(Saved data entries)
<<<<

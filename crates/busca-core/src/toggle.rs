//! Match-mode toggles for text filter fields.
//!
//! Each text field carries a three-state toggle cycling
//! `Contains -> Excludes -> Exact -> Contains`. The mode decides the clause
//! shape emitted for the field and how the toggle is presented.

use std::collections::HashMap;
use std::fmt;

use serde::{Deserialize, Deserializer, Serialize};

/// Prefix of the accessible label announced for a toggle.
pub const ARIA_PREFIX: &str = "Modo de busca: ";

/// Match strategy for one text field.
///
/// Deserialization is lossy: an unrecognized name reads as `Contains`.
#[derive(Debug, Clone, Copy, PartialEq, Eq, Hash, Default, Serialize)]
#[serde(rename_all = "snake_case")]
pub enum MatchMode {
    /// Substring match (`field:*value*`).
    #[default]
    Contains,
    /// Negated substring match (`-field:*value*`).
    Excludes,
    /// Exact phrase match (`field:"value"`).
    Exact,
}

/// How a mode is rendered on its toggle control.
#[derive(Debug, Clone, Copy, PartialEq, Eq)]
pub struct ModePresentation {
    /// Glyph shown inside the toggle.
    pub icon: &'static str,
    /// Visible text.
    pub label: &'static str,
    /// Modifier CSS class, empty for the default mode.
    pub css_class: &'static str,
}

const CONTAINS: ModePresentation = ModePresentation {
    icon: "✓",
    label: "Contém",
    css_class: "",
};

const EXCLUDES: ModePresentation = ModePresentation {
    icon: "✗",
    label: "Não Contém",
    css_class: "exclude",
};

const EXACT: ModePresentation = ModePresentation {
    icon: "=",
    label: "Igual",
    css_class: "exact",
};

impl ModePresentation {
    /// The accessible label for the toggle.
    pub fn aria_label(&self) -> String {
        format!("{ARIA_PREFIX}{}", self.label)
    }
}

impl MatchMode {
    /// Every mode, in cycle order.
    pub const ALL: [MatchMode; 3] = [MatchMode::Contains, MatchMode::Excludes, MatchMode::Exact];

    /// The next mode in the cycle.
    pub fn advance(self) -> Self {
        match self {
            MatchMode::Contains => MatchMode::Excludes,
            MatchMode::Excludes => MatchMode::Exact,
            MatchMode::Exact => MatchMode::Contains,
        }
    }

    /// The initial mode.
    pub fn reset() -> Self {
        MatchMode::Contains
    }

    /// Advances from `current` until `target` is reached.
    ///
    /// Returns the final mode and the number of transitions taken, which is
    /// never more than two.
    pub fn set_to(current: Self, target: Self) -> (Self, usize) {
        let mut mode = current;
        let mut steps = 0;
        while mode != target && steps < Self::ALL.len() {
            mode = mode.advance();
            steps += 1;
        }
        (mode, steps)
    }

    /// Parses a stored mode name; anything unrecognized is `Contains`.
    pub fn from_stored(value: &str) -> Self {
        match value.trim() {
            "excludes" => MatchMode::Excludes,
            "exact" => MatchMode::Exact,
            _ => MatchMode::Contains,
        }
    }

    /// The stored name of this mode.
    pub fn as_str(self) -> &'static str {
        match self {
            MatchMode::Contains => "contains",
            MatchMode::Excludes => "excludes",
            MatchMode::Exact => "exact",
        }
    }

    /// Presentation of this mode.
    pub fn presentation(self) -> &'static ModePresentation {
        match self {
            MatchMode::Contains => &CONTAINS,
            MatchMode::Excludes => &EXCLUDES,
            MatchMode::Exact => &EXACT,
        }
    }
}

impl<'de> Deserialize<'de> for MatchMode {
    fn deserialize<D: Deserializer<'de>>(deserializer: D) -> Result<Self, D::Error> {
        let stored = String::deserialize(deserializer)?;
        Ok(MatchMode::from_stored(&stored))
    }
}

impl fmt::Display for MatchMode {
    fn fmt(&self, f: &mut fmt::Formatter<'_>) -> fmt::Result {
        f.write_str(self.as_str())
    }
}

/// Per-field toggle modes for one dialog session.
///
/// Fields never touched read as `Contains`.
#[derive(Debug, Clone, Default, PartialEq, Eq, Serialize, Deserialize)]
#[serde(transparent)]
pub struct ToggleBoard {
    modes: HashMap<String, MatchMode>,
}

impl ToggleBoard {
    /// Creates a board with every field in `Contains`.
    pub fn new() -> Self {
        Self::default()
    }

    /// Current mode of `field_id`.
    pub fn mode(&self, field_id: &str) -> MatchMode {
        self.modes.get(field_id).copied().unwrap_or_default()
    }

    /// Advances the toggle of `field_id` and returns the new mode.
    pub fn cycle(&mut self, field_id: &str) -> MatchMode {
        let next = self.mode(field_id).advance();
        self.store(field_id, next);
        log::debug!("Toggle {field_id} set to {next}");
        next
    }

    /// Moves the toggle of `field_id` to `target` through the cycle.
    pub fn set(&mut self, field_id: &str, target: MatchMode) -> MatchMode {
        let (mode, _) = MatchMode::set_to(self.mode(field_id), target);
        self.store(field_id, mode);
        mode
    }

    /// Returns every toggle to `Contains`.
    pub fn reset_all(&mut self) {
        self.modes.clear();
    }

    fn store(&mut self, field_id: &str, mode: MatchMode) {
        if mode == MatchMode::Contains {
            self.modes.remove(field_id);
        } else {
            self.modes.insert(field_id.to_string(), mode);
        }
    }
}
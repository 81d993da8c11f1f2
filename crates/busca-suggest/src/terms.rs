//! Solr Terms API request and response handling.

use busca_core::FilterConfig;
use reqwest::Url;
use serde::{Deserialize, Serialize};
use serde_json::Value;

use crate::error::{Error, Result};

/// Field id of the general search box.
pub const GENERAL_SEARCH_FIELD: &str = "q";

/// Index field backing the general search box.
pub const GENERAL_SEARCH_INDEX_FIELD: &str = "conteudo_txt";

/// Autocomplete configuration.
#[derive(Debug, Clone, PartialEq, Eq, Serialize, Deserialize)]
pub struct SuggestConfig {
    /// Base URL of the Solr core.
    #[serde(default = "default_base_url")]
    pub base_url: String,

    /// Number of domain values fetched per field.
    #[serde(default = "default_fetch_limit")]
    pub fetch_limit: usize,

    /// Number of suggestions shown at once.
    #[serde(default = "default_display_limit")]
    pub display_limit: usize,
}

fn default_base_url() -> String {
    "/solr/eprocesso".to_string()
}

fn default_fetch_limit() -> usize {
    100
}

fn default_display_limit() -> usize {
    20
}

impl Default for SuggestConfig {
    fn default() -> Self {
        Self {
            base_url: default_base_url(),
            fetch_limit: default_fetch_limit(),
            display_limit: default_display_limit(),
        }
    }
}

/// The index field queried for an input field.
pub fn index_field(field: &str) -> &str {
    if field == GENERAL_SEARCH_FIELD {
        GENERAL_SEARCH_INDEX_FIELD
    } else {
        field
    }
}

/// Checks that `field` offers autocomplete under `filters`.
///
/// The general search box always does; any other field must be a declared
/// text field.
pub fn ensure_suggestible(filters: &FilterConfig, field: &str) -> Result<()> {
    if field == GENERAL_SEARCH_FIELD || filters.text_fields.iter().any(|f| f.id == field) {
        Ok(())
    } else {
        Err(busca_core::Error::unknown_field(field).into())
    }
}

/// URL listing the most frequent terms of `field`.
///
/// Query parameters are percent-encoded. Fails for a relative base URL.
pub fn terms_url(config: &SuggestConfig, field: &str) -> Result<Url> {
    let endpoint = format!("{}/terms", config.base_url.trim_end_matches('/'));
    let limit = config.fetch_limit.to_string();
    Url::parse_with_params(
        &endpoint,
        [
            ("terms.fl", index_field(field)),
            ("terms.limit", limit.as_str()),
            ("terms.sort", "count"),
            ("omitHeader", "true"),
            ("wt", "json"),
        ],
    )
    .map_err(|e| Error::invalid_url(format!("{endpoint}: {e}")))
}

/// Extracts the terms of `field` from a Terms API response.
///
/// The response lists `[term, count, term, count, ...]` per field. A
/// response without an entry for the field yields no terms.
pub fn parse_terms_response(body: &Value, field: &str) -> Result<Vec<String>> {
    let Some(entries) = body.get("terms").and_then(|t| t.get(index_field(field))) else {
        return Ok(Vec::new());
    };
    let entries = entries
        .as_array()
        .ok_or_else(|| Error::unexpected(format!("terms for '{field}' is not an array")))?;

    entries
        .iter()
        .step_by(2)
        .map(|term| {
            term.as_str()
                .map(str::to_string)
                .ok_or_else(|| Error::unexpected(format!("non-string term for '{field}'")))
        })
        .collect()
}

>>>>

WHAT IS NEEDED: Where does the word "ModePresentation" occur in the records? Return every line that holds it.

TASK OUTPUT:
pub struct ModePresentation {
const CONTAINS: ModePresentation = ModePresentation {
const EXCLUDES: ModePresentation = ModePresentation {
const EXACT: ModePresentation = ModePresentation {
impl ModePresentation {
    pub fn presentation(self) -> &'static ModePresentation {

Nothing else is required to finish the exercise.